Your goal =>
Lines from the beginning of the entries up to and including the one with "ended unexpectedly after" must be duplicated word for word; leave out all others.

Information provided =>

BEGIN

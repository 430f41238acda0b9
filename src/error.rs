// SPDX-License-Identifier: MIT

use std::fmt;

#[derive(Debug)]
pub enum MultipartError {
    Io(std::io::Error),
    Glob(glob::PatternError),
    MalformedBoundary(String), // No boundary found, or the configured one never appears
    MalformedPartHeaders { part: usize, reason: String },
    TruncatedInput { offset: u64 }, // Bytes pulled from the transport when it ended
    InvalidConfiguration(String),
    InvalidSearchLimit { limit: usize, haystack_len: usize },
    PayloadTooLarge(u64), // Contains the maximum allowed size
    TooManyParts(usize),  // Contains the maximum allowed part count
    Cancelled,
}

impl fmt::Display for MultipartError {
    fn fmt(&self, f: &mut fmt::Formatter<'_>) -> fmt::Result {
        match self {
            MultipartError::Io(err) => write!(f, "IO error: {err}"),
            MultipartError::Glob(err) => write!(f, "Glob pattern error: {err}"),
            MultipartError::MalformedBoundary(msg) => write!(f, "Malformed boundary: {msg}"),
            MultipartError::MalformedPartHeaders { part, reason } => {
                write!(f, "Malformed headers in part {part}: {reason}")
            }
            MultipartError::TruncatedInput { offset } => {
                write!(f, "Input ended unexpectedly after {offset} bytes")
            }
            MultipartError::InvalidConfiguration(msg) => write!(f, "Invalid configuration: {msg}"),
            MultipartError::InvalidSearchLimit {
                limit,
                haystack_len,
            } => write!(
                f,
                "Search limit {limit} must be between 1 and the haystack length {haystack_len}"
            ),
            MultipartError::PayloadTooLarge(max_size) => {
                write!(
                    f,
                    "Field payload too large. Maximum allowed size: {max_size} bytes"
                )
            }
            MultipartError::TooManyParts(max_parts) => {
                write!(f, "Too many parts: maximum {max_parts} allowed")
            }
            MultipartError::Cancelled => write!(f, "Parse cancelled"),
        }
    }
}

impl From<std::io::Error> for MultipartError {
    fn from(err: std::io::Error) -> Self {
        MultipartError::Io(err)
    }
}

impl From<glob::PatternError> for MultipartError {
    fn from(err: glob::PatternError) -> Self {
        MultipartError::Glob(err)
    }
}

impl std::error::Error for MultipartError {
    fn source(&self) -> Option<&(dyn std::error::Error + 'static)> {
        match self {
            MultipartError::Io(err) => Some(err),
            MultipartError::Glob(err) => Some(err),
            _ => None,
        }
    }
}

impl MultipartError {
    /// Creates a MalformedBoundary error
    pub fn malformed_boundary<S: Into<String>>(msg: S) -> Self {
        MultipartError::MalformedBoundary(msg.into())
    }

    /// Creates a MalformedPartHeaders error for the given zero-based part index
    pub fn malformed_headers<S: Into<String>>(part: usize, reason: S) -> Self {
        MultipartError::MalformedPartHeaders {
            part,
            reason: reason.into(),
        }
    }

    /// Creates a TruncatedInput error at the given transport offset
    pub fn truncated(offset: u64) -> Self {
        MultipartError::TruncatedInput { offset }
    }

    /// Creates an InvalidConfiguration error
    pub fn invalid_configuration<S: Into<String>>(msg: S) -> Self {
        MultipartError::InvalidConfiguration(msg.into())
    }

    /// The index of the offending part, when the error is tied to one
    pub fn part_index(&self) -> Option<usize> {
        match self {
            MultipartError::MalformedPartHeaders { part, .. } => Some(*part),
            _ => None,
        }
    }

    /// Whether permissive mode may skip the part that raised this error
    pub fn is_recoverable(&self) -> bool {
        matches!(self, MultipartError::MalformedPartHeaders { .. })
    }
}

pub type Result<T> = std::result::Result<T, MultipartError>;
//! Minimal INI reader for formsplit configuration files
//! Sections, `key = value` pairs, `#`/`;` comments, quoted values

use crate::error::{MultipartError, Result};
use std::collections::HashMap;
use std::fs;
use std::path::Path;

#[derive(Debug, Clone, Default)]
pub struct IniConfig {
    sections: HashMap<String, HashMap<String, String>>,
}

impl IniConfig {
    pub fn new() -> Self {
        Self::default()
    }

    /// Load configuration from file
    pub fn load_file<P: AsRef<Path>>(path: P) -> Result<Self> {
        let path = path.as_ref();
        let content = fs::read_to_string(path).map_err(|e| {
            MultipartError::invalid_configuration(format!(
                "Failed to read config file {}: {e}",
                path.display()
            ))
        })?;
        Self::parse(&content)
    }

    /// Parse INI content from string. Keys before the first section land in
    /// the unnamed section `""`.
    pub fn parse(content: &str) -> Result<Self> {
        let mut config = Self::new();
        let mut current_section = String::new();

        for (index, raw) in content.lines().enumerate() {
            let line = raw.trim();
            let line_number = index + 1;

            if line.is_empty() || line.starts_with('#') || line.starts_with(';') {
                continue;
            }

            if let Some(rest) = line.strip_prefix('[') {
                let Some(name) = rest.strip_suffix(']') else {
                    return Err(syntax_error(line_number, "unterminated section header"));
                };
                let name = name.trim();
                if name.is_empty() {
                    return Err(syntax_error(line_number, "empty section name"));
                }
                current_section = name.to_ascii_lowercase();
                config.sections.entry(current_section.clone()).or_default();
                continue;
            }

            let Some((key, value)) = line.split_once('=') else {
                return Err(syntax_error(line_number, "expected key = value"));
            };
            let key = key.trim();
            if key.is_empty() {
                return Err(syntax_error(line_number, "empty key"));
            }

            config
                .sections
                .entry(current_section.clone())
                .or_default()
                .insert(key.to_ascii_lowercase(), clean_value(value));
        }

        Ok(config)
    }

    pub fn get_string(&self, section: &str, key: &str) -> Option<String> {
        self.sections
            .get(&section.to_ascii_lowercase())?
            .get(&key.to_ascii_lowercase())
            .cloned()
    }

    pub fn get_u64(&self, section: &str, key: &str) -> Option<u64> {
        self.get_string(section, key)?.parse().ok()
    }

    pub fn get_usize(&self, section: &str, key: &str) -> Option<usize> {
        self.get_string(section, key)?.parse().ok()
    }

    pub fn get_bool(&self, section: &str, key: &str) -> Option<bool> {
        match self.get_string(section, key)?.to_lowercase().as_str() {
            "true" | "yes" | "1" | "on" => Some(true),
            "false" | "no" | "0" | "off" => Some(false),
            _ => None,
        }
    }

    /// Get comma-separated list
    pub fn get_list(&self, section: &str, key: &str) -> Vec<String> {
        self.get_string(section, key)
            .map(|s| {
                s.split(',')
                    .map(|item| item.trim().to_string())
                    .filter(|item| !item.is_empty())
                    .collect()
            })
            .unwrap_or_default()
    }

    /// Byte size with optional KB, MB or GB suffix
    pub fn get_size(&self, section: &str, key: &str) -> Option<u64> {
        parse_size(&self.get_string(section, key)?)
    }

    pub fn has_section(&self, section: &str) -> bool {
        self.sections.contains_key(&section.to_ascii_lowercase())
    }
}

fn syntax_error(line_number: usize, reason: &str) -> MultipartError {
    MultipartError::invalid_configuration(format!(
        "Config syntax error at line {line_number}: {reason}"
    ))
}

/// Strips an inline comment, then one pair of surrounding quotes.
/// Quoted values keep `#` and `;` literally.
fn clean_value(raw: &str) -> String {
    let value = raw.trim();
    for quote in ['"', '\''] {
        if let Some(inner) = value.strip_prefix(quote) {
            if let Some(end) = inner.find(quote) {
                return inner[..end].to_string();
            }
        }
    }
    let end = value.find(['#', ';']).unwrap_or(value.len());
    value[..end].trim().to_string()
}

/// Parses sizes like "8KB", "1.5MB" or "4096"
pub fn parse_size(value: &str) -> Option<u64> {
    let value = value.trim().to_uppercase();

    if let Ok(num) = value.parse::<u64>() {
        return Some(num);
    }

    let (num_part, multiplier) = if let Some(n) = value.strip_suffix("GB") {
        (n, 1024u64 * 1024 * 1024)
    } else if let Some(n) = value.strip_suffix("MB") {
        (n, 1024 * 1024)
    } else if let Some(n) = value.strip_suffix("KB") {
        (n, 1024)
    } else if let Some(n) = value.strip_suffix('B') {
        (n, 1)
    } else {
        return None;
    };

    let num_str = num_part.trim();
    if let Ok(num) = num_str.parse::<u64>() {
        return num.checked_mul(multiplier);
    }

    match num_str.parse::<f64>() {
        Ok(num) if num.is_finite() && num >= 0.0 => Some((num * multiplier as f64) as u64),
        _ => None,
    }
}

END

Final answer =>
repository 430f41238acda0b9
filename src/error.rs
// SPDX-License-Identifier: MIT

use std::fmt;

#[derive(Debug)]
pub enum MultipartError {
    Io(std::io::Error),
    Glob(glob::PatternError),
    MalformedBoundary(String), // No boundary found, or the configured one never appears
    MalformedPartHeaders { part: usize, reason: String },
    TruncatedInput { offset: u64 }, // Bytes pulled from the transport when it ended
    InvalidConfiguration(String),
    InvalidSearchLimit { limit: usize, haystack_len: usize },
    PayloadTooLarge(u64), // Contains the maximum allowed size
    TooManyParts(usize),  // Contains the maximum allowed part count
    Cancelled,
}

impl fmt::Display for MultipartError {
    fn fmt(&self, f: &mut fmt::Formatter<'_>) -> fmt::Result {
        match self {
            MultipartError::Io(err) => write!(f, "IO error: {err}"),
            MultipartError::Glob(err) => write!(f, "Glob pattern error: {err}"),
            MultipartError::MalformedBoundary(msg) => write!(f, "Malformed boundary: {msg}"),
            MultipartError::MalformedPartHeaders { part, reason } => {
                write!(f, "Malformed headers in part {part}: {reason}")
            }
            MultipartError::TruncatedInput { offset } => {
                write!(f, "Input ended unexpectedly after {offset} bytes")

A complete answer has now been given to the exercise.